"Neue Kärntner Tageszeitung" Kommentar: Kollektiver Irrtum

Ausgabe vom 23.1.2001

Die politische Brisanz ist ein Aspekt. Der andere die menschliche Tragödie. Das unlautere Verschmelzen beider Aspekte heißt "Affäre Stojan": Eine Tragödie, deren Tragik in der Unmenschlichkeit des politischen Kalküls liegt. Schlimmer noch: Eine menschliche Tragödie wurde konstruiert, um Politik zu machen...
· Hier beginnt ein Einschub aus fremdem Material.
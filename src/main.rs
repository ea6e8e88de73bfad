//! Command-line front end for the URL shortener.
//!
//! # Usage
//!
//! ```bash
//! # Register an anonymous user and print its token
//! shortener user register
//!
//! # Shorten one URL (registers a user if no token is given)
//! shortener --token "$TOKEN" shorten https://example.com/a/long/path
//!
//! # Shorten a batch: [{"correlation_id": "1", "original_url": "https://..."}]
//! shortener --token "$TOKEN" batch urls.json
//!
//! # Resolve, list and delete
//! shortener get aBcDeFgH
//! shortener --token "$TOKEN" list
//! shortener --token "$TOKEN" delete aBcDeFgH xYzXyZxY -y
//! ```
//!
//! # Environment Variables
//!
//! See [`url_shortener::config`]. `SHORTENER_TOKEN` supplies `--token`.

use url_shortener::app::{self, App};
use url_shortener::application::dto::BatchItem;
use url_shortener::config::{Config, ConfigOverrides};
use url_shortener::error::AppError;

use anyhow::{Context, Result};
use clap::{Parser, Subcommand};
use colored::*;
use dialoguer::Confirm;
use serde::Serialize;
use std::path::PathBuf;
use std::process::ExitCode;
use tracing_subscriber::EnvFilter;

/// Shorten URLs and manage your short links.
#[derive(Parser)]
#[command(name = "shortener")]
#[command(author, version, about, long_about = None)]
struct Cli {
    /// Session token issued by `user register`
    #[arg(long, env = "SHORTENER_TOKEN", global = true, hide_env_values = true)]
    token: Option<String>,

    /// Prefix of generated short links
    #[arg(short = 'b', long, global = true)]
    base_url: Option<String>,

    /// Snapshot file for the file store
    #[arg(short = 'f', long, global = true)]
    file_storage_path: Option<PathBuf>,

    /// PostgreSQL connection string
    #[arg(short = 'd', long, global = true)]
    database_dsn: Option<String>,

    /// Print results as JSON
    #[arg(long, global = true)]
    json: bool,

    /// Log the effective configuration
    #[arg(short, long, global = true)]
    verbose: bool,

    #[command(subcommand)]
    command: Commands,
}

#[derive(Subcommand)]
enum Commands {
    /// Manage users
    User {
        #[command(subcommand)]
        action: UserAction,
    },

    /// Shorten a URL
    Shorten {
        /// URL to shorten
        url: String,
    },

    /// Shorten every URL listed in a JSON file
    Batch {
        /// File holding `[{"correlation_id": ..., "original_url": ...}]`
        file: PathBuf,
    },

    /// Resolve a slug to its original URL
    Get {
        slug: String,
    },

    /// List your short links
    List,

    /// Delete some of your short links
    Delete {
        /// Slugs to delete
        #[arg(required = true)]
        slugs: Vec<String>,

        /// Skip confirmation prompt
        #[arg(short = 'y', long)]
        yes: bool,
    },

    /// Check storage connectivity
    Ping,
}

#[derive(Subcommand)]
enum UserAction {
    /// Register a new anonymous user
    Register,
}

#[tokio::main]
async fn main() -> ExitCode {
    dotenvy::dotenv().ok();

    let cli = Cli::parse();

    match run(cli).await {
        Ok(()) => ExitCode::SUCCESS,
        Err(e) => {
            report(&e);
            ExitCode::FAILURE
        }
    }
}

fn report(e: &anyhow::Error) {
    match e.downcast_ref::<AppError>() {
        Some(app_error) => {
            eprintln!(
                "{} {}",
                format!("error[{}]:", app_error.code()).red().bold(),
                app_error
            );
            let details = app_error.details();
            if details.as_object().is_some_and(|d| !d.is_empty()) {
                eprintln!("  {}", details.to_string().bright_black());
            }
        }
        None => eprintln!("{} {:#}", "error:".red().bold(), e),
    }
}

fn init_tracing(config: &Config) {
    let filter = EnvFilter::try_new(&config.log_level).unwrap_or_else(|_| EnvFilter::new("info"));
    let builder = tracing_subscriber::fmt()
        .with_env_filter(filter)
        .with_writer(std::io::stderr);

    if config.log_format == "json" {
        builder.json().init();
    } else {
        builder.init();
    }
}

async fn run(cli: Cli) -> Result<()> {
    let mut config = Config::from_env()?;
    config.apply_overrides(ConfigOverrides {
        base_url: cli.base_url,
        file_storage_path: cli.file_storage_path,
        database_dsn: cli.database_dsn,
    });
    config.validate()?;

    init_tracing(&config);
    if cli.verbose {
        config.print_summary();
    }

    let app = app::start(&config).await?;
    let output = Output { json: cli.json };

    let result = dispatch(&app, cli.command, cli.token.as_deref(), &output).await;

    app.shutdown().await?;
    result
}

async fn dispatch(app: &App, command: Commands, token: Option<&str>, out: &Output) -> Result<()> {
    let state = &app.state;

    match command {
        Commands::User {
            action: UserAction::Register,
        } => {
            let session = state.sessions.register().await?;
            out.value(&session_json(&session.user.id, &session.token), || {
                println!("{}", "User registered".green().bold());
                println!("  ID:    {}", session.user.id.cyan());
                println!("  Token: {}", session.token.bright_yellow());
                println!();
                println!("  export SHORTENER_TOKEN={}", session.token);
            })?;
        }

        Commands::Shorten { url } => {
            let session = state.sessions.authenticate_or_register(token).await?;
            announce_new_session(&session);

            let outcome = state.links.shorten(&session.user.id, &url).await?;
            out.value(&outcome, || {
                if outcome.is_created() {
                    println!("{} {}", "Created".green().bold(), outcome.short_url().cyan());
                } else {
                    println!(
                        "{} {}",
                        "Already shortened".yellow().bold(),
                        outcome.short_url().cyan()
                    );
                }
            })?;
        }

        Commands::Batch { file } => {
            let raw = tokio::fs::read_to_string(&file)
                .await
                .with_context(|| format!("Failed to read {}", file.display()))?;
            let items: Vec<BatchItem> = serde_json::from_str(&raw)
                .with_context(|| format!("{} is not a valid batch", file.display()))?;

            let session = state.sessions.authenticate_or_register(token).await?;
            announce_new_session(&session);

            let results = state.links.shorten_batch(&session.user.id, items).await?;
            out.value(&results, || {
                for item in &results {
                    println!("  {:<20} {}", item.correlation_id.bright_black(), item.short_url.cyan());
                }
                println!();
                println!("  Total: {}", results.len().to_string().bright_white().bold());
            })?;
        }

        Commands::Get { slug } => {
            let original = state.links.resolve(&slug).await?;
            out.value(&serde_json::json!({ "slug": slug, "original_url": original }), || {
                println!("{}", original);
            })?;
        }

        Commands::List => {
            let user = state.sessions.authenticate(require_token(token)?).await?;
            let urls = state.links.list_user_urls(&user.id).await?;

            out.value(&urls, || {
                if urls.is_empty() {
                    println!("{}", "  No short links found".yellow());
                    return;
                }
                println!(
                    "  {:<40} {}",
                    "Short URL".bright_white().bold(),
                    "Original URL".bright_white().bold()
                );
                println!("  {}", "─".repeat(75).bright_black());
                for url in &urls {
                    println!("  {:<40} {}", url.short_url.cyan(), url.original_url);
                }
                println!();
                println!("  Total: {}", urls.len().to_string().bright_white().bold());
            })?;
        }

        Commands::Delete { slugs, yes } => {
            let user = state.sessions.authenticate(require_token(token)?).await?;

            if !yes && !out.json {
                let confirmed = Confirm::new()
                    .with_prompt(format!("Delete {} short link(s)?", slugs.len()))
                    .default(false)
                    .interact()?;

                if !confirmed {
                    println!("{}", "Cancelled".red());
                    return Ok(());
                }
            }

            let accepted = state.links.request_deletion(&user.id, slugs).await?;
            out.value(&serde_json::json!({ "accepted": accepted }), || {
                println!(
                    "{} {} deletion request(s)",
                    "Accepted".green().bold(),
                    accepted
                );
            })?;
        }

        Commands::Ping => {
            state.links.ping().await?;
            out.value(&serde_json::json!({ "status": "ok" }), || {
                println!("{}", "Storage is reachable".green());
            })?;
        }
    }

    Ok(())
}

fn require_token(token: Option<&str>) -> Result<&str> {
    token.ok_or_else(|| {
        AppError::unauthorized(
            "A session token is required; pass --token or set SHORTENER_TOKEN",
            serde_json::json!({}),
        )
        .into()
    })
}

fn session_json(user_id: &str, token: &str) -> serde_json::Value {
    serde_json::json!({ "user_id": user_id, "token": token })
}

fn announce_new_session(session: &url_shortener::application::services::Session) {
    if session.registered {
        eprintln!(
            "{} {}",
            "New user registered, token:".yellow(),
            session.token.bright_yellow()
        );
    }
}

struct Output {
    json: bool,
}

impl Output {
    /// Prints `value` as JSON in `--json` mode, otherwise runs `human`.
    fn value<T: Serialize>(&self, value: &T, human: impl FnOnce()) -> Result<()> {
        if self.json {
            println!("{}", serde_json::to_string_pretty(value)?);
        } else {
            human();
        }
        Ok(())
    }
}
Wenn sich eine politische Seite hinter der psychischen Problematik eines Menschen versteckt, schockiert die Wirklichkeit mit einer Brutalität, die unaussprechlich ist. Wird ein Mensch missbraucht, deformiert, abmontiert, geschändet, um sich selbst unbeschädigt aus der Affäre zu ziehen? Sagen wir es - vielleicht naiv - gerade heraus:
Niemand von allen Beteiligten hat das, was der designierte Kärntner Kulturamtsleiter Dr. Stoja besitzt: ein ärztliches Attest (nach seinem unfreiwilligen "Besuch" in der Psychiatrie), das ihm völlige Gesundheit bescheinigt...

Das aber wird - offensichtlich - ignoriert: Ein Mensch hat gesundheitliche Probleme zu haben, weil die politische Argumentation auf dieser Annahme fußt. Wie ein Kartenhaus zusammenbrechen kann sie nicht. Darf sie nicht.

Ob gesund, ob nicht gesund. Ob mit Problemen kämpfend, ob sorgenfrei. Der Mensch sitzt einem Elementarfehler auf, der - im Grunde -unverzeihlich ist. Unverzeihlich und unerträglich. Er akzeptiert die nicht ausgesprochene, aber als unabdingbares Muss grundlegende Behauptung: Ein Mensch, der krank ist, lügt. Es bedurfte dieses kollektiven Einverständnisses, um zur "Affäre Stojan" zu gelangen. Ein kollektiver Irrtum.